Soldiers in Papua New Guinea have staged a mutiny and replaced the defence force chief, reports say.
The apparent mutiny took place early in the morning in the capital, Port Moresby, Australian media and officials said.
A group of 12 to 20 soldiers were involved, ABC News reported.
The incident appears to be linked to the conflict between Peter O'Neill and Sir Michael Somare - the two men claiming the role of prime minister.
The leader of the mutiny, retired Colonel Yaura Sasa, is a former defence attache to Indonesia.
He has declared himself commander after placing the head of the defence forces, Brigadier General Francis Agwi, under house arrest.
He has denied staging a mutiny and said instead that he was appointed by Sir Michael's government, Radio New Zealand reported.
Brig Gen Agwi backed Mr O'Neill as Papua New Guinea's prime minister.
According to the ABC report, the soldiers overpowered guards at Taurama barracks and took the commanding officer there captive.
They then moved to Murray Barracks, placing Brig Gen Agwi under house arrest.
The incident is the latest conflict in a power tussle between the two men claiming the South Pacific nation's top job.
The government voted in August last year that the post of prime minister was vacant after Sir Michael went abroad for medical treatment in March.
A Supreme Court ruling in December 2011 then stated that parliament had acted illegally by electing Mr O'Neill prime minister.

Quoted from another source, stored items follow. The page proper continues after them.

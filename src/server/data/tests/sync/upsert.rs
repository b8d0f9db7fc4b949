use chrono::NaiveDate;
use sea_orm::{EntityTrait, TransactionTrait};

use super::*;

fn metrics_row(code: &str, safety_index: Option<f64>) -> ReconciledRow {
    ReconciledRow::new(code).with("safety_index", FieldValue::Number(safety_index))
}

/// Expect Ok with a new record built from the row's fields only
#[tokio::test]
async fn inserts_missing_record() -> Result<(), TestError> {
    let test = TestBuilder::new()
        .with_city_tables()
        .with_mock_city("AT001C", None)
        .build()
        .await?;

    let repo = SyncRepository::new(&test.db);
    let summary = repo
        .upsert::<entity::prelude::Metrics>(&[metrics_row("AT001C", Some(85.1))])
        .await?;

    assert_eq!(
        summary,
        SyncSummary {
            inserted: 1,
            updated: 0
        }
    );

    let stored = entity::prelude::Metrics::find_by_id("AT001C")
        .one(&test.db)
        .await?
        .expect("metrics not stored");
    assert_eq!(stored.safety_index, Some(85.1));
    assert_eq!(stored.public_transport_satisfaction, None);
    assert_eq!(stored.university_count, None);
    assert!(stored.last_updated.is_some());

    Ok(())
}

/// Expect columns absent from the row to keep their stored values
#[tokio::test]
async fn updates_only_present_fields() -> Result<(), TestError> {
    let mut test = TestBuilder::new()
        .with_city_tables()
        .with_mock_city("AT001C", None)
        .build()
        .await?;
    let existing = test
        .city()
        .insert_metrics(factory::mock_metrics("AT001C", Some(100.0), Some(50.0)))
        .await?;

    let row = ReconciledRow::new("AT001C")
        .with("public_transport_satisfaction", FieldValue::Number(Some(60.5)));

    let repo = SyncRepository::new(&test.db);
    let summary = repo.upsert::<entity::prelude::Metrics>(&[row]).await?;
    assert_eq!(summary.updated, 1);

    let stored = entity::prelude::Metrics::find_by_id("AT001C")
        .one(&test.db)
        .await?
        .expect("metrics missing");
    assert_eq!(stored.safety_index, Some(100.0));
    assert_eq!(stored.public_transport_satisfaction, Some(60.5));
    assert_eq!(stored.university_count, existing.university_count);
    assert!(stored.last_updated > existing.last_updated);

    Ok(())
}

/// Expect applying the same row twice to leave one record equal to the row
#[tokio::test]
async fn repeated_upsert_is_idempotent() -> Result<(), TestError> {
    let test = TestBuilder::new()
        .with_city_tables()
        .with_mock_city("BE001C", None)
        .build()
        .await?;
    let row = ReconciledRow::new("BE001C")
        .with("monthly_ticket", FieldValue::Number(Some(45.0)))
        .with("source", FieldValue::Text(Some("ESTAT:TEST(1.0)".to_string())))
        .with(
            "source_date",
            FieldValue::Date(NaiveDate::from_ymd_opt(2020, 1, 1)),
        );

    let repo = SyncRepository::new(&test.db);
    let first = repo
        .upsert::<entity::prelude::TransportBudget>(std::slice::from_ref(&row))
        .await?;
    let second = repo
        .upsert::<entity::prelude::TransportBudget>(std::slice::from_ref(&row))
        .await?;

    assert_eq!(first.inserted, 1);
    assert_eq!(second.updated, 1);

    let stored = entity::prelude::TransportBudget::find().all(&test.db).await?;
    assert_eq!(stored.len(), 1);
    assert_eq!(stored[0].monthly_ticket, Some(45.0));
    assert_eq!(stored[0].source.as_deref(), Some("ESTAT:TEST(1.0)"));
    assert_eq!(stored[0].source_date, NaiveDate::from_ymd_opt(2020, 1, 1));

    Ok(())
}

/// Expect Err when a row names a column the table does not have
#[tokio::test]
async fn rejects_unknown_column() -> Result<(), TestError> {
    let test = TestBuilder::new()
        .with_city_tables()
        .with_mock_city("AT001C", None)
        .build()
        .await?;
    let row = ReconciledRow::new("AT001C").with("monthly_ticket", FieldValue::Number(Some(1.0)));

    let repo = SyncRepository::new(&test.db);
    let result = repo.upsert::<entity::prelude::Metrics>(&[row]).await;

    assert!(result.is_err());

    Ok(())
}

/// Expect no partial writes once an uncommitted transaction is dropped
#[tokio::test]
async fn failed_batch_leaves_no_partial_writes() -> Result<(), TestError> {
    let test = TestBuilder::new()
        .with_city_tables()
        .with_mock_city("AT001C", None)
        .with_mock_city("BE001C", None)
        .build()
        .await?;
    let rows = vec![
        metrics_row("AT001C", Some(80.0)),
        ReconciledRow::new("BE001C").with("not_a_column", FieldValue::Number(Some(1.0))),
    ];

    {
        let txn = test.db.begin().await?;
        let result = SyncRepository::new(&txn)
            .upsert::<entity::prelude::Metrics>(&rows)
            .await;
        assert!(result.is_err());
    }

    let stored = entity::prelude::Metrics::find().all(&test.db).await?;
    assert!(stored.is_empty());

    Ok(())
}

The court also ruled that Sir Michael should be ''restored to the office of prime minister''.
Mr O'Neill, who is backed by the civil service and effectively running the country, refused to step down.
The Australian Department of Foreign Affairs and Trade has issued a travel advisory to ''limit travel around Port Moresby today''.
"We urge that the situation be resolved as soon as possible, and that the PNGDF chain of command is restored," the department said in a statement.
Mr O'Neill has not made any statement on the situation, the Associated Press news agency reported.
The AP also said that journalists at the country's leading Post-Courier newspaper was still ''trying to figure out exactly what has taken place''.